CMMC Security Engineer (US Hybrid)

CMMC Security Engineer (US Hybrid)

Job Description

We are seeking a CMMC Security Engineer to design and build compliant Azure and Microsoft 365 environments for our CMMC consulting clients. This is a hands-on technical role. You will provision GCC and GCC High tenants, architect network security (Azure Firewall, VPN, NSGs), configure Entra ID with Conditional Access and Privileged Identity Management, deploy Intune for endpoint management, stand up Microsoft Sentinel for SIEM/SOAR, configure Purview for data protection, and deploy Defender for Endpoint across client environments. You will work from documented SOPs and a Control-Task Tracker that maps each NIST 800-171 control to specific Azure/M365 configurations.

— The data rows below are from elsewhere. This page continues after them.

//! Validation command handler

use super::utils::{load_rules, require_file};
use crate::cli::ValidateArgs;
use crate::config::Config;
use crate::error::{Error, Result};
use crate::logging::timing::Timer;
use crate::output::OutputWriter;
use tracing::{debug, info, instrument, warn};

/// Handle the validate command
#[instrument(skip_all, fields(file = %args.config_file.display()))]
pub fn handle_validate(args: ValidateArgs, config: &Config, output: &mut OutputWriter) -> Result<()> {
    let _timer = Timer::with_details("validate_command", &format!("file: {}", args.config_file.display()));
    output.info(&format!("Validating configuration: {}", args.config_file.display()))?;

    require_file(&args.config_file)?;
    let rules = load_rules(&args.rules)?;

    // relative ConfFilePath values default to the configuration's directory
    let config_dir = args.config_file.parent().filter(|dir| !dir.as_os_str().is_empty());
    let builder = config.type_builder(&args.build, config_dir);
    let synthesis = builder.build_with_report(&rules)?;
    for warning in &synthesis.warnings {
        output.warning(&format!("⚠ {}", warning))?;
    }

    let record = {
        let _validation_timer = Timer::new("instance_validation");
        match synthesis.config_type.read_file(&args.config_file) {
            Ok(record) => record,
            Err(typedconfig_core::Error::Validation(errors)) => {
                warn!(count = errors.len(), "Validation failed");
                output.error("✗ Configuration validation failed")?;
                output.validation_errors(&errors)?;
                return Err(Error::ValidationFailed { count: errors.len() });
            }
            Err(e) => return Err(e.into()),
        }
    };

    info!("Validation completed successfully");
    output.success("✓ Configuration is valid")?;
    output.section("Validated Configuration")?;
    output.data(&record.to_value())?;

    if let Some(export) = &args.export {
        debug!(path = %export.display(), "Exporting validated configuration");
        record.write_file(export)?;
        output.success(&format!("✓ Configuration written to {}", export.display()))?;
    }

    Ok(())
}
//! Field type registry
//!
//! Type names in rule documents resolve to [`TypeFactory`] objects. A
//! factory produces a [`ValueType`], which checks one configuration value.
//!
//! Copyright (c) 2025 TypedConfig Team
//! Licensed under the Apache-2.0 license

use anyhow::bail;
use serde_json::{Map, Value};
use std::collections::HashMap;
use std::fmt;
use std::path::{Path, PathBuf};
use std::sync::Arc;

/// A concrete field type
pub trait ValueType: fmt::Debug + Send + Sync {
    /// Registry name the type was built from
    fn name(&self) -> &str;

    /// Check a value, returning the accepted (possibly normalized) value
    fn check(&self, value: &Value) -> Result<Value, String>;

    /// Human-readable description including any constraints
    fn describe(&self) -> String {
        self.name().to_string()
    }
}

/// Context handed to type factories
#[derive(Debug, Clone, Copy, Default)]
pub struct FactoryContext<'a> {
    /// Directory relative configuration file paths resolve against
    pub confdir: Option<&'a Path>,
}

/// Builds field types from a name plus optional options
///
/// `opts` sequences reach [`with_params`](TypeFactory::with_params),
/// mappings reach [`with_kwargs`](TypeFactory::with_kwargs). Factories that
/// take no options keep the default implementations, which reject them.
pub trait TypeFactory: Send + Sync {
    fn bare(&self, ctx: FactoryContext<'_>) -> anyhow::Result<Arc<dyn ValueType>>;

    fn with_params(
        &self,
        ctx: FactoryContext<'_>,
        params: &[Value],
    ) -> anyhow::Result<Arc<dyn ValueType>> {
        let _ = (ctx, params);
        bail!("type does not accept positional options")
    }

    fn with_kwargs(
        &self,
        ctx: FactoryContext<'_>,
        kwargs: &Map<String, Value>,
    ) -> anyhow::Result<Arc<dyn ValueType>> {
        let _ = (ctx, kwargs);
        bail!("type does not accept keyword options")
    }
}

/// Name to factory map for field types
#[derive(Default, Clone)]
pub struct TypeRegistry {
    factories: HashMap<String, Arc<dyn TypeFactory>>,
    confdir: Option<PathBuf>,
}

impl TypeRegistry {
    /// Create an empty registry
    pub fn new() -> Self {
        Self::default()
    }

    /// Register a factory, returning the one it replaces
    pub fn register<F>(&mut self, name: impl Into<String>, factory: F) -> Option<Arc<dyn TypeFactory>>
    where
        F: TypeFactory + 'static,
    {
        self.factories.insert(name.into(), Arc::new(factory))
    }

    pub fn get(&self, name: &str) -> Option<&Arc<dyn TypeFactory>> {
        self.factories.get(name)
    }

    pub fn contains(&self, name: &str) -> bool {
        self.factories.contains_key(name)
    }

    /// Registered names, sorted
    pub fn names(&self) -> Vec<&str> {
        let mut names: Vec<&str> = self.factories.keys().map(String::as_str).collect();
        names.sort_unstable();
        names
    }

    pub fn len(&self) -> usize {
        self.factories.len()
    }

    pub fn is_empty(&self) -> bool {
        self.factories.is_empty()
    }

    /// Set the directory `ConfFilePath` values are resolved against
    pub fn set_confdir(&mut self, confdir: impl Into<PathBuf>) {
        self.confdir = Some(confdir.into());
    }

    pub fn confdir(&self) -> Option<&Path> {
        self.confdir.as_deref()
    }

    pub fn context(&self) -> FactoryContext<'_> {
        FactoryContext {
            confdir: self.confdir(),
        }
    }
}

impl fmt::Debug for TypeRegistry {
    fn fmt(&self, f: &mut fmt::Formatter<'_>) -> fmt::Result {
        f.debug_struct("TypeRegistry")
            .field("types", &self.names())
            .field("confdir", &self.confdir)
            .finish()
    }
}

You will also capture technical evidence (screenshots, configuration exports, audit logs) to support the compliance documentation created by our GRC Consultants.

Job Responsibilities

• Design and deploy CMMC-compliant enclave architectures in Azure: cloud-only (GCC/GCC High), hybrid (on-prem + GCC), and on-premises environments. Select and implement the appropriate topology (hub-spoke, segmented) based on client requirements.
• Provision and configure Microsoft 365 GCC and GCC High tenants including initial setup, domain verification, licensing assignment, and tenant hardening.
• Configure Microsoft Entra ID: user provisioning, Security Groups, Administrative Units, Conditional Access policies (MFA, device compliance, location-based, session controls), Privileged Identity Management (PIM), and Identity Protection risk policies.
• Deploy and configure Microsoft Intune: device enrollment, compliance policies, configuration profiles, security baselines (CIS/STIG), BitLocker encryption with FIPS 140-2 compliance, Windows Update for Business rings, and application management via Company Portal.
• Deploy and configure Microsoft Sentinel: Log Analytics workspace setup, data connector deployment (M365, Entra ID, Defender, Azure Activity, Firewall, NSG flow logs), KQL-based analytics rules, automation playbooks (Logic Apps), and CMMC compliance workbooks/dashboards.
• Deploy and configure Microsoft Defender for Endpoint: device onboarding, antivirus policies, Attack Surface Reduction (ASR) rules, endpoint DLP, network protection, web content filtering, and vulnerability management.
• Configure Microsoft Purview: sensitivity labels (CUI, FCI, Public), auto-labeling policies, DLP policies across Exchange, SharePoint, Teams, and endpoints, and information barriers where required.
• Design and implement